THE INPUT:
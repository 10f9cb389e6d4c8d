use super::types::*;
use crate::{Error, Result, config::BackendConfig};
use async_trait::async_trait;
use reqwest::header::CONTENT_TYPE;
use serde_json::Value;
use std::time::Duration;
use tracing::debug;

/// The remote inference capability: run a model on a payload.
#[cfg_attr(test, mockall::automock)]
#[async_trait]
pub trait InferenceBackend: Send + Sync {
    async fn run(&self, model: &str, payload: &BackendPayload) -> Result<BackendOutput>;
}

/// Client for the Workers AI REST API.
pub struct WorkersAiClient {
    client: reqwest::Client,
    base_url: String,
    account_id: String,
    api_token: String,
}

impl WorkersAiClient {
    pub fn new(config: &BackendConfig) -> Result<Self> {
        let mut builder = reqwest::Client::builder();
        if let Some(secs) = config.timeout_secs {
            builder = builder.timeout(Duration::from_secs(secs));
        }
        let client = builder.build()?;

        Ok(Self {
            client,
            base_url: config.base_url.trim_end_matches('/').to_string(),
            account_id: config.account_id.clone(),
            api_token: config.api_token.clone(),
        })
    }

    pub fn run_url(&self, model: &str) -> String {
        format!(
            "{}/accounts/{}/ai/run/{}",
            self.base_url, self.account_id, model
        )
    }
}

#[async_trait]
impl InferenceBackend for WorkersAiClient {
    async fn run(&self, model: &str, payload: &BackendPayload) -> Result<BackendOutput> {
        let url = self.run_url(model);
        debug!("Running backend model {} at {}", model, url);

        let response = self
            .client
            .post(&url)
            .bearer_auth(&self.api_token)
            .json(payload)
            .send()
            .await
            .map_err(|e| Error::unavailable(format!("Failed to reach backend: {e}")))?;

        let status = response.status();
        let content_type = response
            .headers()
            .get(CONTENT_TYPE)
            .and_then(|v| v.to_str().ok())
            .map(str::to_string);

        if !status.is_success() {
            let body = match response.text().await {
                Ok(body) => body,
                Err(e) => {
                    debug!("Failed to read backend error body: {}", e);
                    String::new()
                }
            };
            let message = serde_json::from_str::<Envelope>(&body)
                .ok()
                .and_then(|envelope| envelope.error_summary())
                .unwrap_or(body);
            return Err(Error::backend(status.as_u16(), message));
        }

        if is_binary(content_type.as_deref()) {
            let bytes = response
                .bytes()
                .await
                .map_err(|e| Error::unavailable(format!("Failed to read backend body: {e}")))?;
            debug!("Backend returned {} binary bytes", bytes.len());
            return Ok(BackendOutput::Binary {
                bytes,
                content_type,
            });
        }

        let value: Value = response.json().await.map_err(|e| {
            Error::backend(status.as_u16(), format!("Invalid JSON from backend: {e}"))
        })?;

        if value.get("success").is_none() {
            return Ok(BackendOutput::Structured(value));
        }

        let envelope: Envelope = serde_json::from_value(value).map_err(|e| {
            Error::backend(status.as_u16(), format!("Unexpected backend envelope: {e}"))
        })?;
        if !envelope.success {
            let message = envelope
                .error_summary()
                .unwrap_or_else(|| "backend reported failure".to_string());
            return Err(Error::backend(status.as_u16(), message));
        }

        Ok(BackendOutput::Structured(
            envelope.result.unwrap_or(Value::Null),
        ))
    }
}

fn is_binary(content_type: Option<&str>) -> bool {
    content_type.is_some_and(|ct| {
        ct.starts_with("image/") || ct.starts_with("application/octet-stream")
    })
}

* * *

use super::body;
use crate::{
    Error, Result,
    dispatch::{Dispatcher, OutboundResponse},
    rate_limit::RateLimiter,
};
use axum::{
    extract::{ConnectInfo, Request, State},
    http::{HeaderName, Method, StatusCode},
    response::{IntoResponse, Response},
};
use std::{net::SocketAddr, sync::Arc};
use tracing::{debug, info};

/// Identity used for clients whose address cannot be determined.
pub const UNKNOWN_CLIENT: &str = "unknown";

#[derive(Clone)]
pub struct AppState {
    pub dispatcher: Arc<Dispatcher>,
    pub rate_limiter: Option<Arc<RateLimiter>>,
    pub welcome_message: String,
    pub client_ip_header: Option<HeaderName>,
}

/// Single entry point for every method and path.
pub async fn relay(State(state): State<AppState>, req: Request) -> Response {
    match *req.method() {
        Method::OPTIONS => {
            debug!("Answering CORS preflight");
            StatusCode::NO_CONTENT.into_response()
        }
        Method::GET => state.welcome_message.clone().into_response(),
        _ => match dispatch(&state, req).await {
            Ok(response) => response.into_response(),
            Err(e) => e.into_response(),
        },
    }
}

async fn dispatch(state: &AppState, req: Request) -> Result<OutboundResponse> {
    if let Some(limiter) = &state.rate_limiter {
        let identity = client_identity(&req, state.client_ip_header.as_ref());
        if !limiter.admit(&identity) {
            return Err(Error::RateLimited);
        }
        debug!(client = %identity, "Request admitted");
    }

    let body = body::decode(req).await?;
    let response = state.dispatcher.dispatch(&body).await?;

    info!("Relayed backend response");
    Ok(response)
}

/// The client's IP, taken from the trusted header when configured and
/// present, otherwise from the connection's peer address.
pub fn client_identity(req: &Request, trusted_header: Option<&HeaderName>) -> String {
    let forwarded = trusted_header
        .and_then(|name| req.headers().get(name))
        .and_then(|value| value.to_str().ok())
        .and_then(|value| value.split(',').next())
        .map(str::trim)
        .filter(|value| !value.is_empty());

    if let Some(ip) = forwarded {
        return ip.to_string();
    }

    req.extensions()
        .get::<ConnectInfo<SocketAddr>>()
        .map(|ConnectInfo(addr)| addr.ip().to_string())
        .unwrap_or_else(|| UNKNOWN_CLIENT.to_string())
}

PROBLEM TO WORK ON:
Please copy out each line in the entries that mentions the string "SocketAddr".

TASK RESPONSE:
use std::{net::SocketAddr, sync::Arc};
        .get::<ConnectInfo<SocketAddr>>()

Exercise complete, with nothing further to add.